Matt and I had an exchange on Twitter that provides another perspective: during a long bull market, it’s easy to stick to a passive schedule of contributions or watch your passively invested funds passively rise in value. But when the correction inevitably comes, a lot of people who are comfortably passive right now will become uncomfortable and active as they either sell to avoid the drawdown or buy to take advantage of it. I certainly think I will buy heavily when the next economic catastrophe strikes, but I don’t know for sure since it hasn’t struck yet!
—Indy
Ben says
Hmm that’s interesting. Obviously that number is going to be skewed by rich people with huge amounts of money invested, but I don’t mind overlooking that. That number makes me sad, because it means people aren’t doing the smart thing with their money….but obviously that’s my opinion.

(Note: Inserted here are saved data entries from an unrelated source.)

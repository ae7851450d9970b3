use poslog_config::load_toml;

#[test]
fn rejects_zero_poll_period() {
    let toml = r#"
[format]
axes = ["X", "Y"]
precision = 4

[poll]
period_ms = 0
"#;

    let cfg = load_toml(toml).expect("parse TOML");
    let err = cfg.validate().expect_err("should reject period_ms=0");
    assert!(
        format!("{err}")
            .to_lowercase()
            .contains("poll.period_ms must be >= 1")
    );
}

#[test]
fn rejects_unknown_axis_letter() {
    let toml = r#"
[format]
axes = ["X", "Q"]
"#;

    let cfg = load_toml(toml).expect("parse TOML");
    let err = cfg.validate().expect_err("should reject axis Q");
    assert!(format!("{err}").contains("unknown axis letter 'Q'"));
}

#[test]
fn rejects_arc_move_without_radius() {
    let toml = r#"
[move]
kind = "arc_cw"
feed_rate = 30.0
"#;

    let cfg = load_toml(toml).expect("parse TOML");
    let err = cfg.validate().expect_err("should reject missing arc_radius");
    assert!(format!("{err}").contains("move.arc_radius must be > 0"));
}

#[test]
fn rejects_linear_move_without_feed() {
    let toml = r#"
[move]
kind = "linear"
"#;

    let cfg = load_toml(toml).expect("parse TOML");
    let err = cfg.validate().expect_err("should reject missing feed_rate");
    assert!(format!("{err}").contains("move.feed_rate must be > 0"));
}

#[test]
fn rejects_autosave_without_path() {
    let toml = r#"
[script]
autosave = true
"#;

    let cfg = load_toml(toml).expect("parse TOML");
    let err = cfg.validate().expect_err("should reject autosave w/o path");
    assert!(format!("{err}").contains("script.autosave requires script.path"));
}

#[test]
fn rejects_bad_script_extension() {
    let toml = r#"
[script]
path = "out.gcode"
"#;

    let cfg = load_toml(toml).expect("parse TOML");
    let err = cfg.validate().expect_err("should reject extension");
    assert!(format!("{err}").contains(".ngc or .txt"));
}

#[test]
fn accepts_misordered_analog_thresholds_as_parseable() {
    // Misordered thresholds are a runtime channel error, not a hard
    // config rejection: the channel reports and never fires.
    let toml = r#"
[triggers.analog_in]
index = 0
enabled = true
on_threshold = 2.0
off_threshold = 5.0
on_comparator = "greater_than"
"#;

    let cfg = load_toml(toml).expect("parse TOML");
    cfg.validate().expect("misordered thresholds still validate");
    assert!(!cfg.triggers.analog_in.thresholds_consistent());
}

#[test]
fn defaults_cover_empty_config() {
    let cfg = load_toml("").expect("parse empty TOML");
    cfg.validate().expect("defaults should validate");
    assert_eq!(cfg.poll.period_ms, 100);
    assert_eq!(cfg.format.precision, 4);
    assert!(cfg.move_type.is_none());
    assert!(!cfg.triggers.digital_in.enabled);
}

So if you’re going to “buy heavily” when the next “catastrophe” strikes (let’s hope it’s just a normal downturn and not a catastrophe btw), then are you doing exactly what your article seems to condemn…trying to “game” the system? I’ve kind’ve bought into the “slow and stead wins the race” mentality, and I doubt I’ll do anything different when a downturn occurs. Part of this is because I sincerely doubt my ability to “game” a system as complex as the market.
indyfinance says
Ben,
Yep, unfortunately I too belong to the great bulk of investors constitutionally incapable of leaving well enough alone. What I do to protect myself from myself is to set up guardrails. For example, I never, ever sell, which protects me from panicked selling when the market goes down and anxious selling when the market goes up and “valuations are above their historical averages.”
Since all I ever do is add additional money, the worst that can happen is buying something that ends up underperforming my regular dollar-cost-averaged core portfolio (the Vanguard 500). But the best case scenario is I really do buy something when it’s cheap (I recently bought emerging markets) and it really does outperform over the next 30 years. I don’t think that’s especially likely, but I do think it’s relatively harmless.
—Indy
Oren says
Here is where that logic breaks down a bit if I’m understanding your habits correctly.
To put out some numbers just for illustration. You regular invest $1`00 a month. If the market goes up, you continue in your regular pattern of $100 a month. If the market goes down (significantly?) you invest an extra $50 that month for $150 total.
Where did that $50 come from? If it was money that you can afford to invest, you only get the upside of that $50 if the market goes down. Sure when the market goes down you make even more money than normal when it finally rebounds but what if it never goes down enough for you to buy more? You will have lost the upside of that $50 investment and only enjoyed the upside of the $100 investment. It sounds like you are actually trying to time the market while saying that you aren’t. I agree that it’s probably the safest way to time the market but it’s still timing.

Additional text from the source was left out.